Michael Smith Laboratories, The University of British Columbia, 301-2185 East Mall, Vancouver, BC V6T 1Z4, Canada ; Department of Microbiology and Immunology, University of British Columbia, 1365-2350 Health Sciences Mall, Vancouver, BC V6T 1Z3, Canada ; The Brain Research Centre, University of British Columbia, 2211 Wesbrook Mall, Vancouver, BC V6T 2B5, Canada ; Centre for Blood Research, University of British Columbia, 2350 Health Sciences Mall, Vancouver, BC V6T 1Z3, Canada ; Department of Zoology, University of British Columbia, 2370-6270 University Blvd, Vancouver, BC V6T 1Z4, Canada ; Department of Medical Genetics, 1364-2350 Health Sciences Mall, Vancouver, BC V6T 1Z3, Canada.
Fishberg Department of Neuroscience, Icahn School of Medicine at Mount Sinai, New York, NY 10029, USA ; Friedman Brain Institute, Icahn School of Medicine at Mount Sinai, New York, NY 10029, USA.
Alzheimers Res Ther. 2013 Dec 19;5(6):64. doi: 10.1186/alzrt230. eCollection 2013.
Growing evidence suggests that vascular perturbation plays a critical role in the pathogenesis of Alzheimer's disease (AD). It appears to be a common feature in addition to the classic pathological hallmarks of amyloid beta (Aβ) plaques and neurofibrillary. Moreover, the accumulation of Aβ in the cerebral vasculature is closely associated with cognitive decline, and disruption of the blood-brain barrier (BBB) has been shown to coincide with the onset of cognitive impairment. Although it was originally hypothesized that the accumulation of Aβ and the subsequent disruption of the BBB were due to the impaired clearance of Aβ from the brain, a body of data now suggests an alternative hypothesis for vascular dysfunction in AD that amyloidogenesis promotes extensive neoangiogenesis leading to increased vascular permeability and subsequent hypervascularization. In this review, we discuss the role Aβ plays in angiogenesis of the neurovasculature and BBB and how it may contribute to the pathogenesis of AD. These studies suggest that interventions that directly or indirectly affect angiogenesis could have beneficial effects on amyloid and other pathways in AD.

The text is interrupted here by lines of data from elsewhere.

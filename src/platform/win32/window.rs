// ── Splash window ─────────────────────────────────────────────────────────────
//
// Responsibilities in this file (unsafe confined here):
//   • Register / unregister the splash window class.
//   • Create the borderless tool window and attach its state.
//   • Run the Win32 message loop.
//   • Translate WM_* messages for `SplashWindowState::handle` and carry out
//     the returned effects.
//
// The state cell is owned by the splash thread (see `lifecycle`).  Its
// address travels through CreateWindowExW's lpParam and lives in
// GWLP_USERDATA from WM_NCCREATE until WM_NCDESTROY.

#![allow(unsafe_code)]

use std::ffi::c_void;

use windows::{
    core::{w, PCWSTR},
    Win32::{
        Foundation::{HINSTANCE, HWND, LPARAM, LRESULT, POINT, RECT, WPARAM},
        Graphics::Gdi::{
            CreateCompatibleDC, DeleteDC, SelectObject, SetStretchBltMode, StretchBlt, HALFTONE,
            HDC, HGDIOBJ, SRCCOPY,
        },
        System::LibraryLoader::GetModuleHandleW,
        UI::WindowsAndMessaging::{
            CreateWindowExW, DefWindowProcW, DestroyWindow, DispatchMessageW, GetCursorPos,
            GetMessageW, GetWindowLongPtrW, IsDialogMessageW, IsWindow, LoadCursorW,
            PostMessageW, PostQuitMessage, RegisterClassW, SetWindowLongPtrW, SetWindowPos,
            TranslateMessage, UnregisterClassW, CREATESTRUCTW, CW_USEDEFAULT, GWLP_USERDATA,
            IDC_ARROW, HMENU, MSG, SWP_NOACTIVATE, SWP_NOZORDER, WM_CLOSE, WM_DPICHANGED, WM_ENTERIDLE,
            WM_ERASEBKGND, WM_MOVING, WM_NCCREATE, WM_NCDESTROY, WM_NCHITTEST, WNDCLASSW,
            WS_EX_TOOLWINDOW, WS_POPUP, WS_VISIBLE,
        },
    },
};

use super::{dialogs, dpi, last_error, resources, win32_error, GdiBitmap};
use crate::error::Result;
use crate::placement::{Monitor, Placement, Point, Rect, Size};
use crate::platform::{SplashPlatform, StateCell};
use crate::procedure::{Disposition, Effect, Message, Response};

// ── Window identity ───────────────────────────────────────────────────────────

/// Atom name used to register the splash window class.
const CLASS_NAME: PCWSTR = w!("SplashScreenWindow");

type SplashCell = StateCell<Win32Platform>;

/// A window handle that can cross threads (and processes, as a number).
#[derive(Debug, Clone, Copy, PartialEq, Eq, Hash)]
pub struct WindowHandle(isize);

impl WindowHandle {
    pub fn from_hwnd(hwnd: HWND) -> Self {
        Self(hwnd.0 as isize)
    }

    /// Rebuild a handle received as a number, e.g. on the command line.
    pub fn from_raw(raw: isize) -> Self {
        Self(raw)
    }

    pub fn as_raw(self) -> isize {
        self.0
    }

    pub fn hwnd(self) -> HWND {
        HWND(self.0 as *mut c_void)
    }
}

// ── Platform ──────────────────────────────────────────────────────────────────

/// The Win32 window system, resolving resources from one module.
#[derive(Debug, Clone, Copy)]
pub struct Win32Platform {
    // HINSTANCE as an integer so the platform can be sent to the splash thread.
    instance: isize,
}

impl Win32Platform {
    /// Use the resources of the running executable.
    pub fn current_module() -> Result<Self> {
        // SAFETY: GetModuleHandleW(None) returns the .exe's own HMODULE, which is
        // always valid for the process lifetime.
        let hmodule =
            unsafe { GetModuleHandleW(None) }.map_err(|e| win32_error("GetModuleHandleW", e))?;
        Ok(Self {
            instance: hmodule.0 as isize,
        })
    }

    /// Use the resources of an already loaded module.
    pub fn from_instance(instance: HINSTANCE) -> Self {
        Self {
            instance: instance.0 as isize,
        }
    }

    fn instance(&self) -> HINSTANCE {
        HINSTANCE(self.instance as *mut c_void)
    }
}

impl SplashPlatform for Win32Platform {
    type Window = WindowHandle;
    type Bitmap = GdiBitmap;

    fn load_configuration_record(&self, id: u16) -> Result<Vec<u8>> {
        resources::read_rcdata(self.instance(), id)
    }

    fn load_bitmap(&self, resource_id: u16) -> Result<(GdiBitmap, Size)> {
        resources::load_bitmap(self.instance(), resource_id)
    }

    fn cursor_position(&self) -> Option<Point> {
        let mut pt = POINT::default();
        // SAFETY: pt is a valid out-pointer for the duration of the call.
        unsafe { GetCursorPos(&mut pt) }
            .ok()
            .map(|()| Point::new(pt.x, pt.y))
    }

    fn monitor_at(&self, point: Point) -> Result<Monitor> {
        dpi::monitor_at(point)
    }

    fn is_window(&self, window: WindowHandle) -> bool {
        // SAFETY: IsWindow accepts any value, including stale handles.
        unsafe { IsWindow(window.hwnd()) }.as_bool()
    }

    fn register_class(&self) -> Result<()> {
        // SAFETY: LoadCursorW with IDC_ARROW loads a built-in cursor that
        // exists on all Windows versions.
        let cursor =
            unsafe { LoadCursorW(None, IDC_ARROW) }.map_err(|e| win32_error("LoadCursorW", e))?;

        let wndclass = WNDCLASSW {
            lpfnWndProc: Some(wnd_proc),
            hInstance: self.instance(),
            hCursor: cursor,
            lpszClassName: CLASS_NAME,
            ..Default::default()
        };

        // SAFETY: wndclass is fully initialised with valid handles;
        // CLASS_NAME is a valid null-terminated UTF-16 string literal.
        let atom = unsafe { RegisterClassW(&wndclass) };
        if atom == 0 {
            return Err(last_error("RegisterClassW"));
        }

        Ok(())
    }

    fn unregister_class(&self) {
        // SAFETY: every window of the class has been destroyed by the time the
        // splash thread tears down.
        if let Err(e) = unsafe { UnregisterClassW(CLASS_NAME, self.instance()) } {
            log::warn!("UnregisterClassW failed: {e}");
        }
    }

    fn create_window(
        &self,
        caption: Option<&str>,
        placement: Placement,
        cell: &SplashCell,
    ) -> Result<WindowHandle> {
        let (x, y) = match placement {
            Placement::At(origin) => (origin.x, origin.y),
            Placement::SystemDefault => (CW_USEDEFAULT, CW_USEDEFAULT),
        };
        // Released before CreateWindowExW: WM_NCCREATE borrows the cell.
        let size = cell.borrow().current_size();

        let caption_wide: Option<Vec<u16>> =
            caption.map(|c| c.encode_utf16().chain(std::iter::once(0)).collect());
        let caption_ptr = caption_wide
            .as_ref()
            .map_or(PCWSTR::null(), |c| PCWSTR(c.as_ptr()));

        // SAFETY: CLASS_NAME was registered by this thread; caption_wide outlives
        // the call; the cell pointer stays valid until the splash thread's
        // teardown, which destroys the window first.
        let hwnd = unsafe {
            CreateWindowExW(
                WS_EX_TOOLWINDOW,
                CLASS_NAME,
                caption_ptr,
                WS_POPUP | WS_VISIBLE,
                x,
                y,
                size.cx,
                size.cy,
                HWND::default(),
                HMENU::default(),
                self.instance(),
                Some(cell as *const SplashCell as *const c_void),
            )
        }
        .map_err(|e| win32_error("CreateWindowExW", e))?;

        Ok(WindowHandle::from_hwnd(hwnd))
    }

    fn pump_messages(&self, cell: &SplashCell) -> Result<()> {
        let splash = cell
            .borrow()
            .window()
            .map(WindowHandle::hwnd)
            .unwrap_or_default();
        let mut msg = MSG::default();

        loop {
            // SAFETY: &mut msg is a valid MSG pointer; HWND::default() retrieves
            // messages for all windows on this thread; 0,0 filter accepts all.
            let ret = unsafe { GetMessageW(&mut msg, HWND::default(), 0, 0) };

            match ret.0 {
                // GetMessageW returns -1 on error.
                -1 => return Err(last_error("GetMessageW")),
                // Returns 0 when WM_QUIT is retrieved.
                0 => break,
                _ => unsafe {
                    // SAFETY: msg was populated by a successful GetMessageW call.
                    if !IsDialogMessageW(splash, &msg).as_bool() {
                        let _ = TranslateMessage(&msg);
                        DispatchMessageW(&msg);
                    }
                },
            }
        }

        Ok(())
    }

    fn destroy_window(&self, window: WindowHandle) {
        // SAFETY: only called on the thread that created the window.
        if let Err(e) = unsafe { DestroyWindow(window.hwnd()) } {
            log::warn!("DestroyWindow failed: {e}");
        }
    }

    fn post_close(&self, window: WindowHandle) {
        if let Err(e) = request_close(window) {
            log::warn!("failed to close splash window {window:?}: {e}");
        }
    }

    fn format_error(&self, code: u32) -> Option<String> {
        dialogs::format_error(code)
    }

    fn show_error_dialog(&self, title: &str, message: &str) -> Result<()> {
        dialogs::show_error_dialog(title, message)
    }
}

// ── Window procedure ──────────────────────────────────────────────────────────

// SAFETY: wnd_proc is registered as lpfnWndProc in WNDCLASSW.
// Windows guarantees that hwnd, msg, wparam, and lparam are valid for the
// lifetime of this call.  A panic must not unwind out of here, so the state is
// only ever try-borrowed.
unsafe extern "system" fn wnd_proc(
    hwnd: HWND,
    msg: u32,
    wparam: WPARAM,
    lparam: LPARAM,
) -> LRESULT {
    let cell = if msg == WM_NCCREATE {
        // SAFETY: for WM_NCCREATE, lparam points at the CREATESTRUCTW whose
        // lpCreateParams is the cell passed to CreateWindowExW.
        let create = &*(lparam.0 as *const CREATESTRUCTW);
        let cell = create.lpCreateParams as *const SplashCell;
        SetWindowLongPtrW(hwnd, GWLP_USERDATA, cell as isize);
        cell
    } else {
        GetWindowLongPtrW(hwnd, GWLP_USERDATA) as *const SplashCell
    };

    // Messages before WM_NCCREATE or after WM_NCDESTROY.
    if cell.is_null() {
        return DefWindowProcW(hwnd, msg, wparam, lparam);
    }
    // SAFETY: the pointer was stored at WM_NCCREATE and is cleared at
    // WM_NCDESTROY; the splash thread keeps the cell alive in between.
    let cell = &*cell;

    let Some(message) = translate(hwnd, msg, wparam, lparam) else {
        return DefWindowProcW(hwnd, msg, wparam, lparam);
    };

    let response = match cell.try_borrow_mut() {
        Ok(mut state) => state.handle(message),
        Err(_) => return DefWindowProcW(hwnd, msg, wparam, lparam),
    };

    respond(cell, hwnd, msg, wparam, lparam, response)
}

/// Map the WM_* messages the splash window cares about.
unsafe fn translate(
    hwnd: HWND,
    msg: u32,
    wparam: WPARAM,
    lparam: LPARAM,
) -> Option<Message<WindowHandle>> {
    let message = match msg {
        WM_NCCREATE => {
            // SAFETY: see wnd_proc.
            let create = &*(lparam.0 as *const CREATESTRUCTW);
            Message::NcCreate {
                window: WindowHandle::from_hwnd(hwnd),
                dpi: dpi::for_window(hwnd),
                origin: Point::new(create.x, create.y),
            }
        }
        WM_ERASEBKGND => Message::EraseBackground,
        WM_NCHITTEST => Message::HitTest,
        WM_DPICHANGED => {
            // HIWORD(wparam) is the Y-axis DPI; X and Y are always equal.
            // SAFETY: for WM_DPICHANGED lparam points at the suggested RECT.
            let suggested: RECT = *(lparam.0 as *const RECT);
            Message::DpiChanged {
                dpi: ((wparam.0 >> 16) & 0xFFFF) as u32,
                suggested: Rect::new(
                    suggested.left,
                    suggested.top,
                    suggested.right,
                    suggested.bottom,
                ),
            }
        }
        WM_ENTERIDLE => Message::EnterIdle,
        WM_MOVING => Message::Moving,
        WM_CLOSE => Message::Close,
        WM_NCDESTROY => Message::NcDestroy,
        _ => return None,
    };
    Some(message)
}

/// Run default processing if asked, then carry out the effects in order.
unsafe fn respond(
    cell: &SplashCell,
    hwnd: HWND,
    msg: u32,
    wparam: WPARAM,
    lparam: LPARAM,
    response: Response<WindowHandle>,
) -> LRESULT {
    let result = match response.disposition {
        Disposition::Default => DefWindowProcW(hwnd, msg, wparam, lparam),
        Disposition::Handled(value) => LRESULT(value),
    };

    for effect in response.effects {
        match effect {
            Effect::Reposition { origin, size } => {
                if let Err(e) = reposition(hwnd, origin, size) {
                    log::warn!("failed to rescale splash window: {e}");
                }
            }
            Effect::Paint { source, target } => {
                if let Ok(state) = cell.try_borrow() {
                    // SAFETY: for WM_ERASEBKGND wparam is the window's HDC.
                    paint(HDC(wparam.0 as *mut c_void), state.bitmap(), source, target);
                }
            }
            Effect::PostClose(previous) => {
                if let Err(e) = request_close(previous) {
                    log::warn!("failed to close previous splash window {previous:?}: {e}");
                }
            }
            Effect::Detach => {
                SetWindowLongPtrW(hwnd, GWLP_USERDATA, 0);
            }
            Effect::Quit => PostQuitMessage(0),
        }
    }

    result
}

/// Move and resize `hwnd` without activating it or changing its z-order.
fn reposition(hwnd: HWND, origin: Point, size: Size) -> Result<()> {
    // SAFETY: SetWindowPos validates the handle and fails on a stale one.
    unsafe {
        SetWindowPos(
            hwnd,
            HWND::default(),
            origin.x,
            origin.y,
            size.cx,
            size.cy,
            SWP_NOACTIVATE | SWP_NOZORDER,
        )
    }
    .map_err(|e| win32_error("SetWindowPos", e))
}

/// Post `WM_CLOSE` to a window owned by any thread or process.
fn request_close(window: WindowHandle) -> Result<()> {
    // SAFETY: posting to a stale or foreign handle fails cleanly.
    unsafe { PostMessageW(window.hwnd(), WM_CLOSE, WPARAM(0), LPARAM(0)) }
        .map_err(|e| win32_error("PostMessageW", e))
}

/// Stretch the bitmap from its logical size over the window's current size.
unsafe fn paint(hdc: HDC, bitmap: &GdiBitmap, source: Size, target: Size) {
    // SAFETY: hdc is valid for the duration of WM_ERASEBKGND; the memory DC is
    // created, used and deleted here, with the original bitmap reselected
    // before deletion so the splash bitmap is never left selected.
    let mem = CreateCompatibleDC(hdc);
    let original = SelectObject(mem, HGDIOBJ(bitmap.handle().0));
    SetStretchBltMode(hdc, HALFTONE);
    let _ = StretchBlt(
        hdc, 0, 0, target.cx, target.cy, mem, 0, 0, source.cx, source.cy, SRCCOPY,
    );
    SelectObject(mem, original);
    let _ = DeleteDC(mem);
}

// ── Tests ─────────────────────────────────────────────────────────────────────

越来越多的证据表明,血管功能紊乱在阿尔茨海默病(AD)的发病机制中起着关键作用。除了淀粉样β(Aβ)斑块和神经原纤维缠结等经典病理学特征外,它似乎是一种常见特征。此外,Aβ在脑血管中的积累与认知能力下降密切相关,而且血脑屏障(BBB)的破坏与认知障碍的发生同时发生。尽管最初假设 Aβ的积累以及随后的 BBB 破坏是由于 Aβ从大脑中的清除受损所致,但现在有大量数据表明 AD 中血管功能障碍的另一种假设,即淀粉样蛋白生成促进广泛的新血管生成,导致血管通透性增加,随后发生过度血管化。在这篇综述中,我们讨论了 Aβ在神经血管和 BBB 的血管生成中的作用,以及它如何可能导致 AD 的发病机制。这些研究表明,直接或间接影响血管生成的干预措施可能对 AD 中的淀粉样蛋白和其他途径产生有益影响。